RHAPSODIES
OF SPRING 2015
Singapore
Chinese Orchestra
Singapore
Conference Hall
Saturday (31 January 2015)
This review was published in The Straits Times on 2 February 2015 with the title "All things Chinese to welcome spring".
The Singapore Chinese Orchestra's annual
Lunar New Year concerts, entitled Rhapsodies of Spring, have become as
much an institution as the Singapore Symphony Orchestra's Christmas Concerts.
Besides being celebratory in nature and content, it also has an ethnocentric
element to remind the audience what it means to be Chinese. This aspect was
more palpably felt in this year's edition.
Cast in the central role was popular
radio and television personality Marcus Chin (Chen Jian Bin) serving as host
with his constant bantering with conductor Yeh Tsung, who gamely played along.
After the rousing Spring Festival Overture by Li Huan Zhi, Chin stole
the show in a varied selection of songs that amply displayed his skills in
orating, rhyming and crooning.
Recalling the itinerant street
entertainers of China, New Street Vendor and The Shoe Cleaner had
the rustic quality of folksongs which Chin delivered with natural flair and
humour. This was contrasted with the Russian song Under The Silvery Moon
and Sichuan folksong Radiant With Joy, the latter sung in original
dialect with its quite exotic inflexions. Taiwanese composer Liu Jia Chang's The
Clown provided moments of sober reflection, the sort encountered in
Leoncavallo's verismo classic I Pagliacci.
Sheng player Zhong Zhiyue, attired in Miao
costume, performed Xu Chao Ming and Lu Zai Yi's Blowing The Lusheng, Singing
The Harvest on the lusheng, the ethnic Hmong variant of the mouth
organ. This was a rhapsodic work with a slow introduction and cadenza
before breaking out in a fast tribal dance with nifty footwork to match.

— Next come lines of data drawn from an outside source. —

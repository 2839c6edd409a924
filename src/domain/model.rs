use std::path::{Path, PathBuf};

use super::AppError;

/// A single downloadable item, as reported by the metadata probe.
#[derive(Debug, Clone, PartialEq)]
pub struct DownloadTarget {
    pub url: String,
    pub title: String,
    pub duration: Option<u64>,
    pub view_count: Option<u64>,
    pub uploader: Option<String>,
    pub thumbnail: Option<String>,
    /// 1-based position in the source collection
    pub ordinal: Option<usize>,
}

#[derive(Debug, Clone, PartialEq)]
pub struct CollectionInfo {
    pub title: String,
    pub uploader: Option<String>,
    pub entries: Vec<DownloadTarget>,
}

impl CollectionInfo {
    pub fn member_count(&self) -> usize {
        self.entries.len()
    }
}

#[derive(Debug, Clone, PartialEq)]
pub enum MediaInfo {
    Video(DownloadTarget),
    Collection(CollectionInfo),
}

impl MediaInfo {
    pub fn title(&self) -> &str {
        match self {
            MediaInfo::Video(target) => &target.title,
            MediaInfo::Collection(collection) => &collection.title,
        }
    }

    /// Thumbnail to preview; for collections this is the first member's.
    pub fn thumbnail(&self) -> Option<&str> {
        match self {
            MediaInfo::Video(target) => target.thumbnail.as_deref(),
            MediaInfo::Collection(collection) => collection
                .entries
                .first()
                .and_then(|entry| entry.thumbnail.as_deref()),
        }
    }

    pub fn is_collection(&self) -> bool {
        matches!(self, MediaInfo::Collection(_))
    }
}

#[derive(Debug, Clone, Copy, PartialEq, Eq)]
pub enum DownloadMode {
    Video,
    Audio,
}

impl DownloadMode {
    pub fn format_selector(self) -> &'static str {
        match self {
            DownloadMode::Video => "best[ext=mp4]/best",
            DownloadMode::Audio => "bestaudio/best",
        }
    }

    /// (codec, quality) for the audio extraction step, if any.
    pub fn audio_extraction(self) -> Option<(&'static str, &'static str)> {
        match self {
            DownloadMode::Video => None,
            DownloadMode::Audio => Some(("mp3", "192")),
        }
    }

    pub fn label(self) -> &'static str {
        match self {
            DownloadMode::Video => "MP4",
            DownloadMode::Audio => "MP3",
        }
    }
}

#[derive(Debug, Clone, Copy, PartialEq, Eq)]
pub enum FailurePolicy {
    ContinueOnItemFailure,
    AbortOnFirstFailure,
}

impl FailurePolicy {
    pub fn for_target_count(count: usize) -> Self {
        if count > 1 {
            FailurePolicy::ContinueOnItemFailure
        } else {
            FailurePolicy::AbortOnFirstFailure
        }
    }
}

#[derive(Debug, Clone)]
pub struct DownloadPlan {
    pub mode: DownloadMode,
    pub targets: Vec<DownloadTarget>,
    pub destination: PathBuf,
    /// Collection plans prefix output names with the source ordinal.
    pub from_collection: bool,
    pub policy: FailurePolicy,
}

impl DownloadPlan {
    pub fn new(
        mode: DownloadMode,
        targets: Vec<DownloadTarget>,
        destination: PathBuf,
        from_collection: bool,
    ) -> Result<Self, AppError> {
        if targets.is_empty() {
            return Err(AppError::NothingSelected);
        }

        let policy = FailurePolicy::for_target_count(targets.len());
        Ok(Self {
            mode,
            targets,
            destination,
            from_collection,
            policy,
        })
    }

    pub fn with_policy(mut self, policy: FailurePolicy) -> Self {
        self.policy = policy;
        self
    }

    /// Output template handed to the extractor for one target.
    ///
    /// Collection members are prefixed with their source ordinal; a member
    /// without one keeps the plain title name.
    pub fn output_template(&self, target: &DownloadTarget) -> String {
        let name = match target.ordinal.filter(|_| self.from_collection) {
            Some(ordinal) => format!("{} - %(title)s.%(ext)s", ordinal),
            None => "%(title)s.%(ext)s".to_string(),
        };

        let dir = escape_template(&self.destination);
        if dir.is_empty() {
            name
        } else {
            format!("{}{}{}", dir, std::path::MAIN_SEPARATOR, name)
        }
    }
}

fn escape_template(dir: &Path) -> String {
    dir.to_string_lossy()
        .trim_end_matches(['/', '\\'])
        .replace('%', "%%")
}

#[derive(Debug, Clone, Copy, PartialEq, Eq)]
pub enum ProgressPhase {
    Downloading,
    Finished,
}

/// Raw byte-level progress reported by the extractor.
#[derive(Debug, Clone, Copy, PartialEq, Eq)]
pub struct ProgressEvent {
    pub downloaded_bytes: u64,
    pub total_bytes: Option<u64>,
    pub phase: ProgressPhase,
}

#[derive(Debug, Clone, PartialEq)]
pub struct ProgressUpdate {
    /// `None` while the total size is unknown
    pub fraction: Option<f32>,
    pub status: String,
}

#[derive(Debug, Clone, PartialEq, Eq)]
pub enum SessionOutcome {
    Succeeded,
    Failed(String),
}

#[derive(Debug, Clone, PartialEq)]
pub struct TargetOutcome {
    pub ordinal: Option<usize>,
    pub title: String,
    pub outcome: SessionOutcome,
    pub output: Option<PathBuf>,
}

impl TargetOutcome {
    pub fn succeeded(&self) -> bool {
        self.outcome == SessionOutcome::Succeeded
    }

    pub fn label(&self) -> String {
        match self.ordinal {
            Some(ordinal) => format!("{} - {}", ordinal, self.title),
            None => self.title.clone(),
        }
    }
}

#[derive(Debug, Clone, Copy, PartialEq, Eq)]
pub enum SessionResult {
    Succeeded,
    PartiallySucceeded,
    Failed,
}

impl SessionResult {
    pub fn from_outcomes(outcomes: &[TargetOutcome]) -> Self {
        let succeeded = outcomes.iter().filter(|o| o.succeeded()).count();
        if outcomes.is_empty() || succeeded == 0 {
            SessionResult::Failed
        } else if succeeded == outcomes.len() {
            SessionResult::Succeeded
        } else {
            SessionResult::PartiallySucceeded
        }
    }
}

/// What the reconciler did to a destination directory.
#[derive(Debug, Clone, Default, PartialEq)]
pub struct ReconcileReport {
    pub promoted: Vec<PathBuf>,
    pub removed_stale: Vec<PathBuf>,
    pub deleted_leftovers: Vec<PathBuf>,
    pub warnings: Vec<String>,
}

impl ReconcileReport {
    pub fn is_noop(&self) -> bool {
        self.promoted.is_empty()
            && self.removed_stale.is_empty()
            && self.deleted_leftovers.is_empty()
            && self.warnings.is_empty()
    }
}

#[derive(Debug, Clone, PartialEq)]
pub struct SessionReport {
    pub destination: PathBuf,
    pub outcomes: Vec<TargetOutcome>,
    pub result: SessionResult,
    /// Set when the worker terminated abnormally
    pub aborted: Option<String>,
    pub cleanup: ReconcileReport,
}

impl SessionReport {
    pub fn new(destination: PathBuf, outcomes: Vec<TargetOutcome>) -> Self {
        let result = SessionResult::from_outcomes(&outcomes);
        Self {
            destination,
            outcomes,
            result,
            aborted: None,
            cleanup: ReconcileReport::default(),
        }
    }

    pub fn aborted(destination: PathBuf, reason: String) -> Self {
        Self {
            destination,
            outcomes: Vec::new(),
            result: SessionResult::Failed,
            aborted: Some(reason),
            cleanup: ReconcileReport::default(),
        }
    }

    pub fn failures(&self) -> impl Iterator<Item = (&TargetOutcome, &str)> {
        self.outcomes.iter().filter_map(|o| match &o.outcome {
            SessionOutcome::Failed(reason) => Some((o, reason.as_str())),
            SessionOutcome::Succeeded => None,
        })
    }

    /// Acknowledgement shown to the user once the session is over.
    pub fn summary(&self) -> String {
        if let Some(reason) = &self.aborted {
            return format!("Download failed: {}", reason);
        }

        match self.result {
            SessionResult::Succeeded => {
                format!("Download complete! Saved to: {}", self.destination.display())
            }
            SessionResult::PartiallySucceeded => {
                let succeeded = self.outcomes.iter().filter(|o| o.succeeded()).count();
                let mut message = format!(
                    "Downloaded {} of {} items to: {}\nFailed:",
                    succeeded,
                    self.outcomes.len(),
                    self.destination.display()
                );
                for (outcome, reason) in self.failures() {
                    message.push_str(&format!("\n  {}: {}", outcome.label(), reason));
                }
                message
            }
            SessionResult::Failed => match self.outcomes.as_slice() {
                [single] => match &single.outcome {
                    SessionOutcome::Failed(reason) => format!("Download failed: {}", reason),
                    SessionOutcome::Succeeded => "Download failed".to_string(),
                },
                _ => {
                    let mut message =
                        format!("All {} downloads failed:", self.outcomes.len());
                    for (outcome, reason) in self.failures() {
                        message.push_str(&format!("\n  {}: {}", outcome.label(), reason));
                    }
                    message
                }
            },
        }
    }
}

Improvisation on a modern sheng defined Zhong's stylish take on Bob
Gaudio's infectious Can't Take My Eyes Off You, the Frankie Valli hit
song heard in Jersey Boys.
No Chinese New Year concert would be
complete without some skit or other. Filial Piety, scripted and directed
by Chin with music arranged by Tan Kah Yong, revolved around a dysfunctional
family where old granny is ill-treated by the mistress of the house until the
latter gets a comeuppance of her own. With appearances by Lin Ru Ping, Xu Qiong
Fang, Chew Wen, Zhang Xiong and Chin in a cross-dressing role, it was quite
funny but somewhat preachy in tone.
Far more subtle was award-winning film
director Anthony Chen's 2011 short film Family Reunion with music by Law
Wai Lun. The idea of family and bonding through the generations came across
strongly in its brief 11 minutes, which captured fast disappearing scenes from
Singapore through the decades in the eyes of a dialect-speaking heartlands
family.
Sim Boon Yew's Spring Suite III
was a lively medley of seasonal songs including In Spring and Winds
Across The Land, which the irrepressible Chin led the audience in a
sing-along and clap-along. More familiar were He Xin Nian (New Year
Greetings) and Da Di Hui Chun (Spring Returns) which ushered
in two gods of wealth, who dished out chocolates in the shape of gold coins and
ingots.
Par for the course for a festive concert
where family values and all things Chinese become as important as or even
supercede the music itself. Attended by an over-subscribed house over two
evenings, a surfeit of goodwill and good wishes cannot be a bad thing.